Data durability is a fancy way of promising you'll keep someone's data intact, and not allow it to degrade through media decay, drive loss, array loss, data center loss, power loss, or some other corrupting influence.

There are two general ways to lengthen the data durability time. The first is to make multiple copies of portions of the data together with mathematical calculations that enable you to rebuild all of the data if some portions are lost. Erasure coding is one such method. Checksumming is another.

The second is to have multiple copies of data-storing drives in and across data centers to withstand progressively larger disaster zones spreading out from a drive to an array to a data center to data centers. This is redundancy.

Given these two things are standard in large and hyperscale cloud data centres, how do they calculate data durability?

It's represented as the period of time you would need to wait before some data is lost.

For example, Amazon S3:

Amazon S3 Standard, S3 Standard–IA, S3 One Zone-IA, and Amazon Glacier are all designed to provide 99.999999999 per cent durability of objects over a given year. This durability level corresponds to an average annual expected loss of 0.000000001 per cent of objects. For example, if you store 10,000,000 objects with Amazon S3, you can on average expect to incur a loss of a single object once every 10,000 years.

It's defined here as the length of time we would have to wait before an object we store in S3 is lost, and represented statistically.

Another way of saying it, according to Backblaze, is if you store 1 million objects for 10 million years, you would expect to lose 1 file. That's what 11 nines durability means.

But is it? David Friend of Wasabi told us: "If you gave Amazon or Wasabi 1 million files to store, statistically they would lose one file every 659,000 years."

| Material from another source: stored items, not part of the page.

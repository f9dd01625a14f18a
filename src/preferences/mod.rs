//! Flat JSON preferences document shared with the main logger.
//!
//! The logger creates `./fd_preferences.json` before the settings dialog is
//! ever opened and re-reads it after every save. Everything here preserves
//! that contract: one flat object, unknown keys kept, 4-space indented
//! output, no default document synthesized when the file is missing.

use anyhow::{bail, Context, Result};
use serde::{Deserialize, Serialize};
use serde_json::ser::{PrettyFormatter, Serializer};
use serde_json::{Map, Value};
use std::fs;
use std::path::Path;
use tracing::debug;

/// Preferences file shared with the main logger, relative to the working
/// directory.
pub const PREFERENCES_FILE: &str = "./fd_preferences.json";

/// The in-memory copy of the preferences document.
///
/// Values are booleans, strings, or integers keyed by flat string keys.
/// Keys this dialog does not know about pass through a load/save cycle
/// untouched.
#[derive(Debug, Clone, PartialEq)]
pub struct Document {
    values: Map<String, Value>,
}

impl Document {
    /// Read and parse the document. A missing file, malformed JSON, or a
    /// non-object top level is an error for the caller; the dialog does not
    /// open without a valid document.
    pub fn load(path: impl AsRef<Path>) -> Result<Self> {
        let path = path.as_ref();
        let raw = fs::read_to_string(path)
            .with_context(|| format!("reading preferences file {}", path.display()))?;
        let parsed: Value = serde_json::from_str(&raw)
            .with_context(|| format!("parsing preferences file {}", path.display()))?;
        let Value::Object(values) = parsed else {
            bail!("preferences file {} is not a JSON object", path.display());
        };
        let document = Self { values };
        debug!("reading: {}", document.dump());
        Ok(document)
    }

    /// Overwrite `path` with the full mapping, pretty-printed with 4-space
    /// indentation. Direct truncate-and-write; not atomic.
    pub fn save(&self, path: impl AsRef<Path>) -> Result<()> {
        let path = path.as_ref();
        let mut out = Vec::with_capacity(4096);
        let formatter = PrettyFormatter::with_indent(b"    ");
        let mut serializer = Serializer::with_formatter(&mut out, formatter);
        self.values
            .serialize(&mut serializer)
            .context("serializing preferences")?;
        fs::write(path, &out)
            .with_context(|| format!("writing preferences file {}", path.display()))?;
        debug!("writing: {}", self.dump());
        Ok(())
    }

    /// Compact single-line rendering for the log.
    pub fn dump(&self) -> String {
        Value::Object(self.values.clone()).to_string()
    }

    pub fn len(&self) -> usize {
        self.values.len()
    }

    #[allow(dead_code)]
    pub fn is_empty(&self) -> bool {
        self.values.is_empty()
    }

    /// Raw value for a key, if present.
    #[allow(dead_code)]
    pub fn value(&self, key: &str) -> Option<&Value> {
        self.values.get(key)
    }

    /// Checkbox-backed keys: missing or falsy reads as unchecked.
    pub fn flag(&self, key: &str) -> bool {
        self.values.get(key).is_some_and(truthy)
    }

    /// String keys: missing, null, or otherwise falsy reads as empty.
    pub fn text(&self, key: &str) -> String {
        match self.values.get(key) {
            Some(Value::String(s)) if !s.is_empty() => s.clone(),
            _ => String::new(),
        }
    }

    /// Keys stored as numbers but edited as text. A stored string passes
    /// through unchanged, a number renders via string conversion, and
    /// anything falsy renders empty.
    pub fn numeric_text(&self, key: &str) -> String {
        match self.values.get(key) {
            Some(value) if truthy(value) => match value {
                Value::String(s) => s.clone(),
                other => other.to_string(),
            },
            _ => String::new(),
        }
    }

    /// CW keying backend decoded from the `cwtype` integer. Anything that
    /// is not exactly 1 or 2 reads as no backend.
    pub fn cw_backend(&self) -> CwBackend {
        self.values
            .get("cwtype")
            .cloned()
            .and_then(|v| serde_json::from_value(v).ok())
            .unwrap_or_default()
    }

    pub fn set_flag(&mut self, key: &str, value: bool) {
        self.values.insert(key.to_owned(), Value::Bool(value));
    }

    pub fn set_text(&mut self, key: &str, value: &str) {
        self.values
            .insert(key.to_owned(), Value::String(value.to_owned()));
    }

    pub fn set_integer(&mut self, key: &str, value: i64) {
        self.values.insert(key.to_owned(), Value::from(value));
    }

    pub fn set_cw_backend(&mut self, backend: CwBackend) {
        self.set_integer("cwtype", backend.code());
    }

    /// Test-only constructor bypassing the filesystem.
    #[cfg(test)]
    pub(crate) fn from_value(value: Value) -> Self {
        match value {
            Value::Object(values) => Self { values },
            other => panic!("test document must be an object, got {other}"),
        }
    }
}

/// Python-style truthiness, matching how the logger family of tools treats
/// preference values: null, false, zero, and empty containers are falsy.
fn truthy(value: &Value) -> bool {
    match value {
        Value::Null => false,
        Value::Bool(b) => *b,
        Value::Number(n) => n.as_f64().map(|f| f != 0.0).unwrap_or(true),
        Value::String(s) => !s.is_empty(),
        Value::Array(items) => !items.is_empty(),
        Value::Object(map) => !map.is_empty(),
    }
}

/// Callsign lookup service the logger should query.
///
/// The document stores three independent flags (`useqrz`, `usehamdb`,
/// `usehamqth`); their exclusivity is a widget-grouping convention, not a
/// storage guarantee. Decoding picks the first set flag in that order.
#[derive(Debug, Clone, Copy, PartialEq, Eq)]
pub enum LookupSource {
    Qrz,
    HamDb,
    HamQth,
}

impl LookupSource {
    pub fn from_document(document: &Document) -> Option<Self> {
        if document.flag("useqrz") {
            Some(Self::Qrz)
        } else if document.flag("usehamdb") {
            Some(Self::HamDb)
        } else if document.flag("usehamqth") {
            Some(Self::HamQth)
        } else {
            None
        }
    }
}

/// External CW keying backend, stored as the integer `cwtype`.
#[derive(Debug, Clone, Copy, Default, PartialEq, Eq, Serialize, Deserialize)]
#[serde(from = "i64", into = "i64")]
pub enum CwBackend {
    #[default]
    None,
    CwDaemon,
    PyWinKeyer,
}

impl CwBackend {
    /// Collapse the two radio states to a backend. PyWinKeyer is evaluated
    /// last and wins if both radios are somehow checked.
    pub fn from_radios(cwdaemon: bool, pywinkeyer: bool) -> Self {
        let mut backend = Self::None;
        if cwdaemon {
            backend = Self::CwDaemon;
        }
        if pywinkeyer {
            backend = Self::PyWinKeyer;
        }
        backend
    }

    pub fn code(self) -> i64 {
        match self {
            Self::None => 0,
            Self::CwDaemon => 1,
            Self::PyWinKeyer => 2,
        }
    }
}

impl From<i64> for CwBackend {
    fn from(code: i64) -> Self {
        match code {
            1 => Self::CwDaemon,
            2 => Self::PyWinKeyer,
            _ => Self::None,
        }
    }
}

impl From<CwBackend> for i64 {
    fn from(backend: CwBackend) -> Self {
        backend.code()
    }
}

Sounds good, but actually it's not. He says if you store 1PB of data, with 1.2 billion objects, with 11 nines of durability, then you would lose 0.12 files/year, meaning one file lost every eight years. "The problem is that you won't know you've lost files until you try to use them."

We see here different interpretations of 11 nines data durability. Which is right?

We don't know. Given that it's statistics and probabilities, how is it calculated?

Again, we don't know – which means we can't reliably compare AWS, Azure, Backblaze, GCP or Wasabi data durability numbers to see which is best or worst or the costliest.

Backblaze CTO Brian Wilson points out there is no industry standard way to measure data durability. He has revealed how Backblaze computes its B2 storage service durability number, though.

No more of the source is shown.